- **YOUR TASK**
Word for word, print all of the entries below.
─── SUPPLIED RECORDS
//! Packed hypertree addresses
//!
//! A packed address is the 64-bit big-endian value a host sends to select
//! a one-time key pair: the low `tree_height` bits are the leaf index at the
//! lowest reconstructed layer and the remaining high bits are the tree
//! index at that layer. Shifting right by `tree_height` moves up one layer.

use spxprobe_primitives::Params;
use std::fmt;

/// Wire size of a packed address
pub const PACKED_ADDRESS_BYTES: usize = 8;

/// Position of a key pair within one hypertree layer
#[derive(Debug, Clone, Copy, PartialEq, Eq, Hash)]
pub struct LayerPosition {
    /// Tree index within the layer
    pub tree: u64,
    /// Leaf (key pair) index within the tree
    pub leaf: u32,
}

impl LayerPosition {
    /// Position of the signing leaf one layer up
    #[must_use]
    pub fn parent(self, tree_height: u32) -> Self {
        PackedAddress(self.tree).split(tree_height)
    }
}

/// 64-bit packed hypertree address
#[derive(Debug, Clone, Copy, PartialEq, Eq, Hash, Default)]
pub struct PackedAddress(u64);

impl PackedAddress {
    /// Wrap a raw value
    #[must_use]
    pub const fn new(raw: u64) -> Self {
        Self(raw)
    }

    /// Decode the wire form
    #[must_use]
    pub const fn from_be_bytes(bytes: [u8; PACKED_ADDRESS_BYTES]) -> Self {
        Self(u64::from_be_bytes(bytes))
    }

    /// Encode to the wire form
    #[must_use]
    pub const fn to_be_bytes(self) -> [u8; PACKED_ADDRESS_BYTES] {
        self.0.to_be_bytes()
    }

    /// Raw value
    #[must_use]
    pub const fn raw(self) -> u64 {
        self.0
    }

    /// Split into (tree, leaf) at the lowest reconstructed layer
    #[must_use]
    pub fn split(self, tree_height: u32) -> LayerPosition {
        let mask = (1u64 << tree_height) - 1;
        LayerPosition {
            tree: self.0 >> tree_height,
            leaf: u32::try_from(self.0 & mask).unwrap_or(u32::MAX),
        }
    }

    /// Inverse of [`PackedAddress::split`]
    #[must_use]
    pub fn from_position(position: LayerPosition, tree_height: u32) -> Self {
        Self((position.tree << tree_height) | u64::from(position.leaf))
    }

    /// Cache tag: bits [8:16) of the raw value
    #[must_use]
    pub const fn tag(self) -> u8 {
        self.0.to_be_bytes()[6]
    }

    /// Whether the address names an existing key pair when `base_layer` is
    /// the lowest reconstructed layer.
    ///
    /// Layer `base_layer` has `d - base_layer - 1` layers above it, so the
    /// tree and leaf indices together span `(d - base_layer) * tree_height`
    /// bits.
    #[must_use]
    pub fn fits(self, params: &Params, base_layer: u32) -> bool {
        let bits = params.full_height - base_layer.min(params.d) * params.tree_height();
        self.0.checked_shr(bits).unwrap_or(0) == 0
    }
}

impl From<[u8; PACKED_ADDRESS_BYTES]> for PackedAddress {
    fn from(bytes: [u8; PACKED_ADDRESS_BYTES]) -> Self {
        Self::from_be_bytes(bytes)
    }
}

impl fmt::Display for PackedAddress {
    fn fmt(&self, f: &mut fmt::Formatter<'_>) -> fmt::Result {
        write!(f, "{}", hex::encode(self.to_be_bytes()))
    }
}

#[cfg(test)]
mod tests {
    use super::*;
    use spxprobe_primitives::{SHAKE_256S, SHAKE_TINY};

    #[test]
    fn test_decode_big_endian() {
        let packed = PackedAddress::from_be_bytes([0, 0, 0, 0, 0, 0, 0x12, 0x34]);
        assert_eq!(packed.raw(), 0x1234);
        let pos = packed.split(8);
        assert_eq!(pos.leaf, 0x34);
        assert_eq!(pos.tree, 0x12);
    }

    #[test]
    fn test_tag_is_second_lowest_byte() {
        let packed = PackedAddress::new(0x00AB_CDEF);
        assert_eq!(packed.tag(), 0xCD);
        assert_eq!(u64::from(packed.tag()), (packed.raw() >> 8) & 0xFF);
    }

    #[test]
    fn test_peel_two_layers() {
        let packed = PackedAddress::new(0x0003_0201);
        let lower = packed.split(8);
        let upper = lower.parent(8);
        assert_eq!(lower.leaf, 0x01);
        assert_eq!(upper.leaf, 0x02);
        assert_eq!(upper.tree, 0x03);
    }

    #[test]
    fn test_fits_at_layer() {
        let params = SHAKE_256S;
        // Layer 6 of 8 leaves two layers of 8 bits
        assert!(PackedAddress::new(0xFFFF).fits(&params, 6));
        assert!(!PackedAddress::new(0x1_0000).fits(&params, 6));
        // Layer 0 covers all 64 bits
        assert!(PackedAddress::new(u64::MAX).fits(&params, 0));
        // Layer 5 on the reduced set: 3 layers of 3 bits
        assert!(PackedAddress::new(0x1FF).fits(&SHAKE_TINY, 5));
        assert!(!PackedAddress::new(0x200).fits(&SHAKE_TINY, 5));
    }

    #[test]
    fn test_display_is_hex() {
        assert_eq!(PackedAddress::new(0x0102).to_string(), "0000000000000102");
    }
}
──────
- **RESULT OF THE TASK**
//! Packed hypertree addresses
//!
//! A packed address is the 64-bit big-endian value a host sends to select
//! a one-time key pair: the low `tree_height` bits are the leaf index at the
//! lowest reconstructed layer and the remaining high bits are the tree
//! index at that layer. Shifting right by `tree_height` moves up one layer.

use spxprobe_primitives::Params;
use std::fmt;

/// Wire size of a packed address
pub const PACKED_ADDRESS_BYTES: usize = 8;

/// Position of a key pair within one hypertree layer
#[derive(Debug, Clone, Copy, PartialEq, Eq, Hash)]
pub struct LayerPosition {
    /// Tree index within the layer
    pub tree: u64,
    /// Leaf (key pair) index within the tree
    pub leaf: u32,
}

impl LayerPosition {
    /// Position of the signing leaf one layer up
    #[must_use]
    pub fn parent(self, tree_height: u32) -> Self {
        PackedAddress(self.tree).split(tree_height)
    }
}

/// 64-bit packed hypertree address
#[derive(Debug, Clone, Copy, PartialEq, Eq, Hash, Default)]
pub struct PackedAddress(u64);

impl PackedAddress {
    /// Wrap a raw value
    #[must_use]
    pub const fn new(raw: u64) -> Self {
        Self(raw)
    }

    /// Decode the wire form
    #[must_use]
    pub const fn from_be_bytes(bytes: [u8; PACKED_ADDRESS_BYTES]) -> Self {
        Self(u64::from_be_bytes(bytes))
    }

    /// Encode to the wire form
    #[must_use]
    pub const fn to_be_bytes(self) -> [u8; PACKED_ADDRESS_BYTES] {
        self.0.to_be_bytes()
    }

    /// Raw value
    #[must_use]
    pub const fn raw(self) -> u64 {
        self.0
    }

    /// Split into (tree, leaf) at the lowest reconstructed layer
    #[must_use]
    pub fn split(self, tree_height: u32) -> LayerPosition {
        let mask = (1u64 << tree_height) - 1;
        LayerPosition {
            tree: self.0 >> tree_height,
            leaf: u32::try_from(self.0 & mask).unwrap_or(u32::MAX),
        }
    }

    /// Inverse of [`PackedAddress::split`]
    #[must_use]
    pub fn from_position(position: LayerPosition, tree_height: u32) -> Self {
        Self((position.tree << tree_height) | u64::from(position.leaf))
    }

    /// Cache tag: bits [8:16) of the raw value
    #[must_use]
    pub const fn tag(self) -> u8 {
        self.0.to_be_bytes()[6]
    }

    /// Whether the address names an existing key pair when `base_layer` is
    /// the lowest reconstructed layer.
    ///
    /// Layer `base_layer` has `d - base_layer - 1` layers above it, so the
    /// tree and leaf indices together span `(d - base_layer) * tree_height`
    /// bits.
    #[must_use]
    pub fn fits(self, params: &Params, base_layer: u32) -> bool {
        let bits = params.full_height - base_layer.min(params.d) * params.tree_height();
        self.0.checked_shr(bits).unwrap_or(0) == 0
    }
}

impl From<[u8; PACKED_ADDRESS_BYTES]> for PackedAddress {
    fn from(bytes: [u8; PACKED_ADDRESS_BYTES]) -> Self {
        Self::from_be_bytes(bytes)
    }
}

impl fmt::Display for PackedAddress {
    fn fmt(&self, f: &mut fmt::Formatter<'_>) -> fmt::Result {
        write!(f, "{}", hex::encode(self.to_be_bytes()))
    }
}

#[cfg(test)]
mod tests {
    use super::*;
    use spxprobe_primitives::{SHAKE_256S, SHAKE_TINY};

    #[test]
    fn test_decode_big_endian() {
        let packed = PackedAddress::from_be_bytes([0, 0, 0, 0, 0, 0, 0x12, 0x34]);
        assert_eq!(packed.raw(), 0x1234);
        let pos = packed.split(8);
        assert_eq!(pos.leaf, 0x34);
        assert_eq!(pos.tree, 0x12);
    }

    #[test]
    fn test_tag_is_second_lowest_byte() {
        let packed = PackedAddress::new(0x00AB_CDEF);
        assert_eq!(packed.tag(), 0xCD);
        assert_eq!(u64::from(packed.tag()), (packed.raw() >> 8) & 0xFF);
    }

    #[test]
    fn test_peel_two_layers() {
        let packed = PackedAddress::new(0x0003_0201);
        let lower = packed.split(8);
        let upper = lower.parent(8);
        assert_eq!(lower.leaf, 0x01);
        assert_eq!(upper.leaf, 0x02);
        assert_eq!(upper.tree, 0x03);
    }

    #[test]
    fn test_fits_at_layer() {
        let params = SHAKE_256S;
        // Layer 6 of 8 leaves two layers of 8 bits
        assert!(PackedAddress::new(0xFFFF).fits(&params, 6));
        assert!(!PackedAddress::new(0x1_0000).fits(&params, 6));
        // Layer 0 covers all 64 bits
        assert!(PackedAddress::new(u64::MAX).fits(&params, 0));
        // Layer 5 on the reduced set: 3 layers of 3 bits
        assert!(PackedAddress::new(0x1FF).fits(&SHAKE_TINY, 5));
        assert!(!PackedAddress::new(0x200).fits(&SHAKE_TINY, 5));
    }

    #[test]
    fn test_display_is_hex() {
        assert_eq!(PackedAddress::new(0x0102).to_string(), "0000000000000102");
    }
}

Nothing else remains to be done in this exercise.